◆ WHAT YOU ARE ASKED TO DO:
A complete copy of the entries, exactly as written, is the expected result.

[INPUT DATA]

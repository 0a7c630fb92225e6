//! Pizza catalog handlers.

use axum::{
    Json, Router,
    extract::{Path, State},
    http::StatusCode,
    response::{IntoResponse, Response},
    routing::{get, put},
};
use uuid::Uuid;

use forno_core::{PizzaDraft, PizzaId, PizzaRecord};

use crate::error::{AppError, Result};
use crate::state::AppState;

/// Build the pizzas router.
pub fn router() -> Router<AppState> {
    Router::new()
        .route("/api/pizzas", get(list).post(create))
        .route("/api/pizzas/{id}", get(get_one).put(update).delete(remove))
}

/// List the merged pizza catalog.
pub async fn list(State(state): State<AppState>) -> Json<Vec<PizzaRecord>> {
    let store = state.store().read().await;
    Json(store.pizzas().to_vec())
}

/// Fetch a single pizza.
///
/// # Errors
///
/// Returns `AppError::NotFound` if the ID is not in the catalog.
pub async fn get_one(
    State(state): State<AppState>,
    Path(id): Path<Uuid>,
) -> Result<Json<PizzaRecord>> {
    let store = state.store().read().await;
    store
        .pizzas()
        .iter()
        .find(|p| p.id == PizzaId::from_uuid(id))
        .cloned()
        .map(Json)
        .ok_or_else(|| AppError::NotFound(format!("pizza {id}")))
}

/// Create a pizza from the console form.
pub async fn create(
    State(state): State<AppState>,
    Json(draft): Json<PizzaDraft>,
) -> (StatusCode, Json<PizzaRecord>) {
    let record = state.store().write().await.add_pizza(draft);
    (StatusCode::CREATED, Json(record))
}

/// Replace the editable fields of a pizza. Unknown IDs are a no-op.
pub async fn update(
    State(state): State<AppState>,
    Path(id): Path<Uuid>,
    Json(draft): Json<PizzaDraft>,
) -> Response {
    let updated = state
        .store()
        .write()
        .await
        .edit_pizza(PizzaId::from_uuid(id), draft);
    match updated {
        Some(record) => Json(record).into_response(),
        None => StatusCode::NO_CONTENT.into_response(),
    }
}

/// Delete a pizza. Unknown IDs are a no-op.
pub async fn remove(State(state): State<AppState>, Path(id): Path<Uuid>) -> StatusCode {
    state.store().write().await.delete_pizza(PizzaId::from_uuid(id));
    StatusCode::NO_CONTENT
}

[/INPUT DATA]

◆ ANSWER TO THIS EXERCISE:
repository 0a7c630fb92225e6
//! Pizza catalog handlers.

use axum::{
    Json, Router,
    extract::{Path, State},
    http::StatusCode,
    response::{IntoResponse, Response},
    routing::{get, put},
};
use uuid::Uuid;

use forno_core::{PizzaDraft, PizzaId, PizzaRecord};

use crate::error::{AppError, Result};
use crate::state::AppState;

/// Build the pizzas router.
pub fn router() -> Router<AppState> {
    Router::new()
        .route("/api/pizzas", get(list).post(create))
        .route("/api/pizzas/{id}", get(get_one).put(update).delete(remove))
}

/// List the merged pizza catalog.
pub async fn list(State(state): State<AppState>) -> Json<Vec<PizzaRecord>> {
    let store = state.store().read().await;
    Json(store.pizzas().to_vec())
}

/// Fetch a single pizza.
///
/// # Errors
///
/// Returns `AppError::NotFound` if the ID is not in the catalog.
pub async fn get_one(
    State(state): State<AppState>,
    Path(id): Path<Uuid>,
) -> Result<Json<PizzaRecord>> {
    let store = state.store().read().await;
    store
        .pizzas()
        .iter()
        .find(|p| p.id == PizzaId::from_uuid(id))
        .cloned()
        .map(Json)
        .ok_or_else(|| AppError::NotFound(format!("pizza {id}")))
}

/// Create a pizza from the console form.
pub async fn create(
    State(state): State<AppState>,
    Json(draft): Json<PizzaDraft>,
) -> (StatusCode, Json<PizzaRecord>) {
    let record = state.store().write().await.add_pizza(draft);
    (StatusCode::CREATED, Json(record))
}

/// Replace the editable fields of a pizza. Unknown IDs are a no-op.
pub async fn update(
    State(state): State<AppState>,
    Path(id): Path<Uuid>,
    Json(draft): Json<PizzaDraft>,
) -> Response {
    let updated = state
        .store()
        .write()
        .await
        .edit_pizza(PizzaId::from_uuid(id), draft);
    match updated {
        Some(record) => Json(record).into_response(),
        None => StatusCode::NO_CONTENT.into_response(),
    }
}

/// Delete a pizza. Unknown IDs are a no-op.
pub async fn remove(State(state): State<AppState>, Path(id): Path<Uuid>) -> StatusCode {
    state.store().write().await.delete_pizza(PizzaId::from_uuid(id));
    StatusCode::NO_CONTENT
}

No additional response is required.